◆ PROVIDED ENTRIES

Segment Open

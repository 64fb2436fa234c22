use std::cell::RefCell;
use std::time::Duration;

use clap::{CommandFactory, Parser, Subcommand};
use clap_complete::Shell;
use colored::Colorize;
use dvdoll::{
    FfmpegLogLevel, ProgressCallback, ProgressInfo, Session, SessionOptions, SystemRunner,
    TerminalConsole, Toolchain,
    ffmpeg::{FFMPEG_ENV, FFPROBE_ENV},
};
use indicatif::{ProgressBar, ProgressStyle};

const CLI_AFTER_HELP: &str = "Examples:\n  dvdoll                                   # fully interactive\n  dvdoll /media/dvd --list                 # list titles and exit\n  dvdoll movie.iso --list --json           # machine-readable title list\n  dvdoll movie.iso --title 1 --chapter-start 2 --chapter-end 5 --output part\n  dvdoll movie.iso --title 3 --chapter-start 0 --start-time 00:10:00 --end-time end\n  dvdoll movie.iso --title 1 --chapter-start 1 --chapter-end 9 --non-interactive --overwrite\n  dvdoll completions zsh > _dvdoll";

#[derive(Debug, Parser)]
#[command(
    name = "dvdoll",
    version,
    about = "Remux DVD titles into Matroska files with ffmpeg",
    after_help = CLI_AFTER_HELP
)]
struct Cli {
    #[command(subcommand)]
    command: Option<Commands>,

    /// Input DVD path or ISO file (same as --input).
    #[arg(value_name = "INPUT")]
    positional_input: Option<String>,

    /// Input DVD path or ISO file.
    #[arg(long)]
    input: Option<String>,

    /// Title number.
    #[arg(long, allow_negative_numbers = true)]
    title: Option<i64>,

    /// First chapter, or a time (0 or HH:MM:SS) to select a time range.
    #[arg(long)]
    chapter_start: Option<String>,

    /// Last chapter.
    #[arg(long, allow_negative_numbers = true)]
    chapter_end: Option<i64>,

    /// Start time (-ss) in HH:MM:SS.
    #[arg(long)]
    start_time: Option<String>,

    /// End time (-to) in HH:MM:SS.
    #[arg(long)]
    end_time: Option<String>,

    /// Output filename (mkv).
    #[arg(long)]
    output: Option<String>,

    /// Only list titles and exit.
    #[arg(long)]
    list: bool,

    /// Print the title list as JSON.
    #[arg(long, requires = "list")]
    json: bool,

    /// Disable prompts and fail on missing values.
    #[arg(long)]
    non_interactive: bool,

    /// Let ffmpeg overwrite an existing output file.
    #[arg(long)]
    overwrite: bool,

    /// FFmpeg log level for the remux (quiet, panic, fatal, error, warning, info, verbose, debug, trace).
    #[arg(long)]
    ffmpeg_log_level: Option<FfmpegLogLevel>,

    /// ffmpeg program to run.
    #[arg(long, env = FFMPEG_ENV, default_value = "ffmpeg")]
    ffmpeg: String,

    /// ffprobe program to run.
    #[arg(long, env = FFPROBE_ENV, default_value = "ffprobe")]
    ffprobe: String,

    /// Show additional logging output.
    #[arg(long)]
    verbose: bool,
}

#[derive(Debug, Subcommand)]
enum Commands {
    /// Generate shell completion scripts.
    #[command(about = "Generate shell completions")]
    Completions {
        #[arg(value_enum)]
        shell: Shell,
    },
}

impl Cli {
    fn session_options(&self) -> SessionOptions {
        SessionOptions {
            input: self.input.clone().or_else(|| self.positional_input.clone()),
            title: self.title,
            chapter_start: self.chapter_start.clone(),
            chapter_end: self.chapter_end,
            start_time: self.start_time.clone(),
            end_time: self.end_time.clone(),
            output: self.output.clone(),
            list_only: self.list,
            json: self.json,
            non_interactive: self.non_interactive,
            overwrite: self.overwrite,
        }
    }

    fn toolchain(&self) -> Toolchain {
        let toolchain = Toolchain::default()
            .with_ffmpeg(&self.ffmpeg)
            .with_ffprobe(&self.ffprobe);
        match self.ffmpeg_log_level {
            Some(level) => toolchain.with_log_level(level),
            None => toolchain,
        }
    }
}

/// Spinner shown on stderr while titles are probed; one bar per scan.
struct TitleScanSpinner {
    style: ProgressStyle,
    bar: RefCell<Option<ProgressBar>>,
}

impl TitleScanSpinner {
    fn new() -> Result<Self, Box<dyn std::error::Error>> {
        Ok(Self {
            style: ProgressStyle::with_template("{spinner:.green} {msg}")?,
            bar: RefCell::new(None),
        })
    }
}

impl ProgressCallback for TitleScanSpinner {
    fn on_progress(&self, info: &ProgressInfo) {
        let mut slot = self.bar.borrow_mut();
        let bar = slot.get_or_insert_with(|| {
            let bar = ProgressBar::new_spinner().with_style(self.style.clone());
            bar.enable_steady_tick(Duration::from_millis(120));
            bar
        });
        bar.set_message(format!(
            "Probing title {} ({} found)",
            info.title, info.found
        ));
    }

    fn on_finish(&self, _info: &ProgressInfo) {
        if let Some(bar) = self.bar.borrow_mut().take() {
            bar.finish_and_clear();
        }
    }
}

fn init_logging(verbose: bool) {
    let level = if verbose { "debug" } else { "warn" };
    env_logger::Builder::from_env(env_logger::Env::default().default_filter_or(level))
        .format_timestamp(None)
        .init();
}

fn run() -> Result<(), Box<dyn std::error::Error>> {
    let cli = Cli::parse();

    if let Some(Commands::Completions { shell }) = cli.command {
        let mut command = Cli::command();
        clap_complete::generate(shell, &mut command, "dvdoll", &mut std::io::stdout());
        return Ok(());
    }

    init_logging(cli.verbose);

    let spinner = TitleScanSpinner::new()?;
    let mut session = Session::new(SystemRunner, TerminalConsole::new(), cli.toolchain());
    session.run(cli.session_options(), &spinner)?;
    Ok(())
}

fn main() {
    if let Err(error) = run() {
        println!("{} {error}", "ERROR:".red());
        std::process::exit(1);
    }
}

#[cfg(test)]
mod tests {
    use clap::{CommandFactory, Parser};

    use super::{Cli, Commands};

    #[test]
    fn cli_definition_is_consistent() {
        Cli::command().debug_assert();
    }

    #[test]
    fn input_flag_wins_over_positional() {
        let cli = Cli::parse_from(["dvdoll", "--input", "a.iso", "b.iso"]);
        assert_eq!(cli.session_options().input.as_deref(), Some("a.iso"));

        let cli = Cli::parse_from(["dvdoll", "b.iso"]);
        assert_eq!(cli.session_options().input.as_deref(), Some("b.iso"));
    }

    #[test]
    fn flags_fill_session_options() {
        let cli = Cli::parse_from([
            "dvdoll",
            "disc.iso",
            "--title",
            "2",
            "--chapter-start",
            "3",
            "--chapter-end",
            "7",
            "--output",
            "part",
            "--non-interactive",
            "--overwrite",
            "--ffmpeg-log-level",
            "warning",
        ]);
        let options = cli.session_options();
        assert_eq!(options.title, Some(2));
        assert_eq!(options.chapter_start.as_deref(), Some("3"));
        assert_eq!(options.chapter_end, Some(7));
        assert_eq!(options.output.as_deref(), Some("part"));
        assert!(options.non_interactive);
        assert!(options.overwrite);
        assert_eq!(
            cli.toolchain().log_level,
            Some(dvdoll::FfmpegLogLevel::Warning)
        );
    }

    #[test]
    fn json_requires_list() {
        assert!(Cli::try_parse_from(["dvdoll", "disc.iso", "--json"]).is_err());
        assert!(Cli::try_parse_from(["dvdoll", "disc.iso", "--list", "--json"]).is_ok());
    }

    #[test]
    fn negative_numbers_reach_the_session() {
        let cli = Cli::try_parse_from(["dvdoll", "disc.iso", "--title", "-3", "--chapter-end", "-1"])
            .unwrap();
        let options = cli.session_options();
        assert_eq!(options.title, Some(-3));
        assert_eq!(options.chapter_end, Some(-1));
    }

    #[test]
    fn completions_subcommand() {
        let cli = Cli::parse_from(["dvdoll", "completions", "bash"]);
        assert!(matches!(cli.command, Some(Commands::Completions { .. })));
    }
}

Segment Closed

◆ WHAT TO PRODUCE
From the records above, pull every line that carries the word "SystemRunner".

◆ YOUR SOLUTION
    FfmpegLogLevel, ProgressCallback, ProgressInfo, Session, SessionOptions, SystemRunner,
    let mut session = Session::new(SystemRunner, TerminalConsole::new(), cli.toolchain());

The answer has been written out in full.